Scan the material below for the string "Configuration", and copy every line where it shows up.

**RECORDS SHOWN**
################
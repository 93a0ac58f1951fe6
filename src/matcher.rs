/*!
 * Ignore rules deciding which entries are hidden from traversal
 *
 * Rules are shell globs. A rule ending in `/` only matches directories. A
 * rule without an interior `/` is also tried against the entry's own name,
 * so `.git/` hides every `.git` directory, not only the top-level one. There
 * is no negation: the rule set is a plain union and the first match wins.
 */

use std::fs;
use std::path::{Path, PathBuf};

use glob_match::glob_match;
use ignore::gitignore::{Gitignore, GitignoreBuilder};
use once_cell::sync::Lazy;

use crate::error::Result;

/// Name of the per-project ignore file looked up in the root
pub const IGNORE_FILE_NAME: &str = ".promptreeignore";

/// Built-in rules: VCS metadata, caches, virtualenvs, build output, OS files
pub static DEFAULT_IGNORE: Lazy<Vec<&'static str>> = Lazy::new(|| {
    vec![
        // Version Control
        ".git/",
        ".hg/",
        ".svn/",
        // Python
        "__pycache__/",
        ".mypy_cache/",
        ".pytest_cache/",
        ".tox/",
        "venv/",
        ".venv/",
        "env/",
        ".ipynb_checkpoints/",
        "*.pyc",
        // Dependencies
        "node_modules/",
        // Build & Dist
        "build/",
        "dist/",
        // OS Files
        ".DS_Store",
    ]
});

/// A single ignore rule
#[derive(Debug, Clone, PartialEq, Eq)]
pub struct IgnoreRule {
    glob: String,
    dir_only: bool,
    anchored: bool,
}

impl IgnoreRule {
    /// Parse one line of an ignore file; comments and blank lines yield `None`
    pub fn parse(line: &str) -> Option<Self> {
        let line = line.trim();
        if line.is_empty() || line.starts_with('#') {
            return None;
        }

        let dir_only = line.ends_with('/');
        let body = line.trim_end_matches('/');
        let (body, rooted) = match body.strip_prefix('/') {
            Some(rest) => (rest, true),
            None => (body, false),
        };
        if body.is_empty() {
            return None;
        }

        Some(Self {
            glob: body.to_string(),
            dir_only,
            anchored: rooted || body.contains('/'),
        })
    }

    /// Whether this rule only applies to directories
    pub fn is_dir_only(&self) -> bool {
        self.dir_only
    }

    /// Check a POSIX path relative to the root
    pub fn matches(&self, relative: &str, is_dir: bool) -> bool {
        if self.dir_only && !is_dir {
            return false;
        }
        if glob_match(&self.glob, relative) {
            return true;
        }
        if self.anchored {
            return false;
        }
        let name = relative.rsplit('/').next().unwrap_or(relative);
        name != relative && glob_match(&self.glob, name)
    }
}

/// The loaded rule set plus an optional `.gitignore` layer
#[derive(Debug, Clone, Default)]
pub struct IgnoreMatcher {
    rules: Vec<IgnoreRule>,
    root: PathBuf,
    gitignore: Option<Gitignore>,
}

impl IgnoreMatcher {
    /// Build a matcher from explicit patterns only (no defaults, no files)
    pub fn from_patterns<I, S>(patterns: I) -> Self
    where
        I: IntoIterator<Item = S>,
        S: AsRef<str>,
    {
        Self {
            rules: patterns
                .into_iter()
                .filter_map(|p| IgnoreRule::parse(p.as_ref()))
                .collect(),
            root: PathBuf::new(),
            gitignore: None,
        }
    }

    /// Load defaults, the ignore file and extra patterns for a canonical root
    ///
    /// When `ignore_file` is `None`, `<root>/.promptreeignore` is used if it
    /// exists. A missing default file is not an error.
    pub fn load(
        root: &Path,
        ignore_file: Option<&Path>,
        extra_patterns: &[String],
        respect_gitignore: bool,
    ) -> Result<Self> {
        let mut patterns: Vec<String> = DEFAULT_IGNORE.iter().map(|p| p.to_string()).collect();

        let file = ignore_file
            .map(Path::to_path_buf)
            .unwrap_or_else(|| root.join(IGNORE_FILE_NAME));
        if file.is_file() {
            let bytes = fs::read(&file)?;
            let text = String::from_utf8_lossy(&bytes);
            let before = patterns.len();
            patterns.extend(text.lines().map(str::to_string));
            log::debug!(
                "Loaded {} lines from ignore file {}",
                patterns.len() - before,
                file.display()
            );
        }

        patterns.extend(extra_patterns.iter().cloned());

        let mut matcher = Self::from_patterns(patterns);
        matcher.root = root.to_path_buf();

        if respect_gitignore {
            let mut builder = GitignoreBuilder::new(root);
            let gitignore_path = root.join(".gitignore");
            if gitignore_path.is_file() {
                if let Some(err) = builder.add(&gitignore_path) {
                    log::warn!("Partially invalid {}: {}", gitignore_path.display(), err);
                }
            }
            matcher.gitignore = Some(builder.build()?);
        }

        log::debug!("Ignore matcher ready with {} rules", matcher.rules.len());
        Ok(matcher)
    }

    /// Whether a root-relative POSIX path is excluded from traversal
    pub fn is_ignored(&self, relative: &str, is_dir: bool) -> bool {
        if self.rules.iter().any(|rule| rule.matches(relative, is_dir)) {
            return true;
        }

        match &self.gitignore {
            Some(gitignore) if !relative.is_empty() => gitignore
                .matched_path_or_any_parents(self.root.join(relative), is_dir)
                .is_ignore(),
            _ => false,
        }
    }
}
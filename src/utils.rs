/*!
 * Utility functions for promptree
 */

use std::collections::HashMap;
use std::fs;
use std::path::{Component, Path, PathBuf};

use once_cell::sync::Lazy;

/// Canonicalize `path` and return it only if it stays inside `root`
///
/// `root` must already be canonical. Relative paths are taken relative to
/// `root`; absolute paths are used as given. Symlinks are followed, so an
/// entry pointing outside the root yields `None`.
pub fn resolve_within(root: &Path, path: &Path) -> Option<PathBuf> {
    let candidate = if path.is_absolute() {
        path.to_path_buf()
    } else {
        root.join(path)
    };
    let resolved = fs::canonicalize(candidate).ok()?;
    resolved.starts_with(root).then_some(resolved)
}

/// POSIX-style path of `path` relative to `root`, or `None` if outside
pub fn relative_posix(root: &Path, path: &Path) -> Option<String> {
    let rel = path.strip_prefix(root).ok()?;
    let parts: Vec<_> = rel
        .components()
        .filter_map(|c| match c {
            Component::Normal(s) => Some(s.to_string_lossy()),
            _ => None,
        })
        .collect();
    Some(parts.join("/"))
}

/// Format a human-readable file size
pub fn format_file_size(size: u64) -> String {
    const KB: u64 = 1024;
    const MB: u64 = KB * 1024;
    const GB: u64 = MB * 1024;

    if size >= GB {
        format!("{:.2} GB", size as f64 / GB as f64)
    } else if size >= MB {
        format!("{:.2} MB", size as f64 / MB as f64)
    } else if size >= KB {
        format!("{:.2} KB", size as f64 / KB as f64)
    } else {
        format!("{} bytes", size)
    }
}

/// Fence language tags keyed by lowercase extension
static LANGUAGES: Lazy<HashMap<&'static str, &'static str>> = Lazy::new(|| {
    HashMap::from([
        ("py", "python"),
        ("js", "javascript"),
        ("ts", "typescript"),
        ("jsx", "jsx"),
        ("tsx", "tsx"),
        ("json", "json"),
        ("java", "java"),
        ("c", "c"),
        ("h", "c"),
        ("cpp", "cpp"),
        ("cc", "cpp"),
        ("hpp", "cpp"),
        ("cs", "csharp"),
        ("go", "go"),
        ("rb", "ruby"),
        ("php", "php"),
        ("html", "html"),
        ("css", "css"),
        ("scss", "scss"),
        ("sh", "bash"),
        ("zsh", "bash"),
        ("yml", "yaml"),
        ("yaml", "yaml"),
        ("toml", "toml"),
        ("md", "markdown"),
        ("sql", "sql"),
        ("kt", "kotlin"),
        ("rs", "rust"),
        ("swift", "swift"),
    ])
});

/// Language tag for a file, empty when the extension is unknown
pub fn detect_language(path: &Path) -> &'static str {
    path.extension()
        .map(|ext| ext.to_string_lossy().to_lowercase())
        .and_then(|ext| LANGUAGES.get(ext.as_str()).copied())
        .unwrap_or("")
}
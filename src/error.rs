//! Global error handling for promptree
//!
//! This module provides a centralized error type that can represent errors
//! from all modules in the project.

use std::io;
use thiserror::Error;

use crate::clipboard::ClipboardError;

/// Global error type for promptree operations
#[derive(Error, Debug)]
pub enum PromptreeError {
    /// File system errors
    #[error("IO error: {0}")]
    Io(#[from] io::Error),

    /// JSON processing errors
    #[error("JSON error: {0}")]
    Json(#[from] serde_json::Error),

    /// Ignore file parsing errors
    #[error("Ignore error: {0}")]
    Ignore(#[from] ignore::Error),

    /// Clipboard errors
    #[error("Clipboard error: {0}")]
    Clipboard(#[from] ClipboardError),

    /// Configuration errors
    #[error("Configuration error: {0}")]
    Config(String),

    /// A path that does not resolve to the expected kind of entry inside the root
    #[error("Invalid path: {0}")]
    InvalidPath(String),

    /// A bounded operation ran past its deadline
    #[error("Timed out: {0}")]
    Timeout(String),

    /// Invalid argument
    #[error("Invalid argument: {0}")]
    InvalidArgument(String),

    /// Unexpected error
    #[error("Unexpected error: {0}")]
    Unexpected(String),
}

/// Specialized Result type for promptree operations
pub type Result<T> = std::result::Result<T, PromptreeError>;

/// Creates a PromptreeError with a formatted message
#[macro_export]
macro_rules! error {
    ($error_type:ident, $($arg:tt)*) => {
        $crate::error::PromptreeError::$error_type(format!($($arg)*))
    };
}

/// Returns an error result with a formatted message
#[macro_export]
macro_rules! bail {
    ($error_type:ident, $($arg:tt)*) => {
        return Err($crate::error!($error_type, $($arg)*))
    };
}

/// Ensures a condition is true, otherwise returns an error
#[macro_export]
macro_rules! ensure {
    ($cond:expr, $error_type:ident, $($arg:tt)*) => {
        if !($cond) {
            $crate::bail!($error_type, $($arg)*)
        }
    };
}

/// Extension trait for adding context to errors
pub trait ResultExt<T, E> {
    /// Add additional context to an error
    fn with_context<C, F>(self, f: F) -> Result<T>
    where
        F: FnOnce() -> C,
        C: std::fmt::Display;
}

impl<T, E: std::error::Error + 'static> ResultExt<T, E> for std::result::Result<T, E> {
    fn with_context<C, F>(self, f: F) -> Result<T>
    where
        F: FnOnce() -> C,
        C: std::fmt::Display,
    {
        self.map_err(|e| {
            let context = f();
            PromptreeError::Unexpected(format!("{}: {}", context, e))
        })
    }
}

impl PromptreeError {
    /// Whether this error means the caller asked for something outside the root
    /// or of the wrong kind, as opposed to an environmental failure
    pub fn is_path_violation(&self) -> bool {
        matches!(self, Self::InvalidPath(_))
    }
}

// Allow converting PromptreeError to io::Error for the binary's main signature
impl From<PromptreeError> for io::Error {
    fn from(err: PromptreeError) -> Self {
        match err {
            PromptreeError::Io(e) => e,
            other => io::Error::new(io::ErrorKind::Other, other.to_string()),
        }
    }
}
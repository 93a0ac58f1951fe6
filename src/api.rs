/*!
 * Request handlers for the tree listing and snapshot endpoints
 *
 * Both handlers are framework-free: they take already extracted request
 * data and return a status, content type and body that any HTTP layer (or
 * the CLI) can forward unchanged.
 */

use std::path::Path;
use std::sync::Arc;

use serde::{Deserialize, Serialize};
use serde_json::{json, Value};

use crate::config::DEFAULT_PAGE_SIZE;
use crate::error::Result;
use crate::scanner::Scanner;
use crate::types::{ChildPage, ParentInfo};
use crate::writer::MarkdownWriter;

pub const CONTENT_TYPE_JSON: &str = "application/json";
pub const CONTENT_TYPE_TEXT: &str = "text/plain; charset=utf-8";

/// Query of `GET /tree`
#[derive(Debug, Clone, Default, PartialEq, Eq, Deserialize)]
pub struct TreeQuery {
    /// Directory relative to the root (or absolute inside it); empty is the root
    #[serde(default)]
    pub path: Option<String>,
    #[serde(default)]
    pub offset: Option<usize>,
    #[serde(default)]
    pub limit: Option<usize>,
}

/// Body of a successful `GET /tree`
#[derive(Debug, Clone, PartialEq, Eq, Serialize, Deserialize)]
pub struct TreeResponse {
    pub parent: ParentInfo,
    #[serde(flatten)]
    pub page: ChildPage,
}

/// Body of `POST /copy`
#[derive(Debug, Clone, Default, PartialEq, Eq, Serialize, Deserialize)]
pub struct CopyRequest {
    #[serde(default)]
    pub files: Vec<String>,
}

/// Transport-neutral response
#[derive(Debug, Clone, PartialEq, Eq)]
pub struct ApiResponse {
    pub status: u16,
    pub content_type: &'static str,
    pub body: String,
}

impl ApiResponse {
    fn json(status: u16, value: &impl Serialize) -> Self {
        let body = serde_json::to_string(value).unwrap_or_else(|e| {
            log::error!("Failed to serialize response: {}", e);
            String::from("{}")
        });
        Self {
            status,
            content_type: CONTENT_TYPE_JSON,
            body,
        }
    }

    fn text(body: String) -> Self {
        Self {
            status: 200,
            content_type: CONTENT_TYPE_TEXT,
            body,
        }
    }

    fn error(status: u16, message: &str) -> Self {
        Self::json(status, &json!({ "error": message }))
    }

    pub fn is_success(&self) -> bool {
        (200..300).contains(&self.status)
    }
}

/// Handlers sharing one scanner and writer
#[derive(Debug, Clone)]
pub struct Api {
    scanner: Arc<Scanner>,
    writer: Arc<MarkdownWriter>,
}

impl Api {
    pub fn new(scanner: Arc<Scanner>, writer: Arc<MarkdownWriter>) -> Self {
        Self { scanner, writer }
    }

    /// List one page of a directory
    pub fn tree_page(&self, query: &TreeQuery) -> Result<TreeResponse> {
        let dir = match query.path.as_deref() {
            None | Some("") => self.scanner.root().to_path_buf(),
            Some(raw) => self.scanner.resolve_directory(Path::new(raw))?,
        };
        let page = self.scanner.list_children(
            &dir,
            query.offset.unwrap_or(0),
            query.limit.unwrap_or(DEFAULT_PAGE_SIZE),
        )?;
        Ok(TreeResponse {
            parent: self.scanner.parent_info(&dir),
            page,
        })
    }

    /// `GET /tree`
    pub fn tree(&self, query: &TreeQuery) -> ApiResponse {
        match self.tree_page(query) {
            Ok(response) => ApiResponse::json(200, &response),
            Err(e) if e.is_path_violation() => {
                log::debug!("Rejected tree request {:?}: {}", query, e);
                ApiResponse::error(400, "Invalid path")
            }
            Err(e) => {
                log::error!("Tree request {:?} failed: {}", query, e);
                ApiResponse::error(500, "Internal error")
            }
        }
    }

    /// Render the snapshot for a list of paths
    pub fn snapshot(&self, request: &CopyRequest) -> String {
        self.writer.assemble(request.files.as_slice())
    }

    /// `POST /copy` with the raw request body
    ///
    /// An unparsable body is treated as an empty request. Entries that are
    /// not strings are skipped like any other invalid path.
    pub fn copy(&self, body: &str) -> ApiResponse {
        let value: Value = match serde_json::from_str(body) {
            Ok(value) => value,
            Err(e) => {
                log::debug!("Unparsable copy request: {}", e);
                Value::Null
            }
        };

        let files = match value.get("files") {
            None | Some(Value::Null) => Vec::new(),
            Some(Value::Array(items)) => items
                .iter()
                .filter_map(|item| item.as_str().map(str::to_owned))
                .collect(),
            Some(_) => return ApiResponse::error(400, "files must be a list"),
        };

        ApiResponse::text(self.snapshot(&CopyRequest { files }))
    }
}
################
**EXERCISE RESPONSE**
    /// Configuration errors
    #[error("Configuration error: {0}")]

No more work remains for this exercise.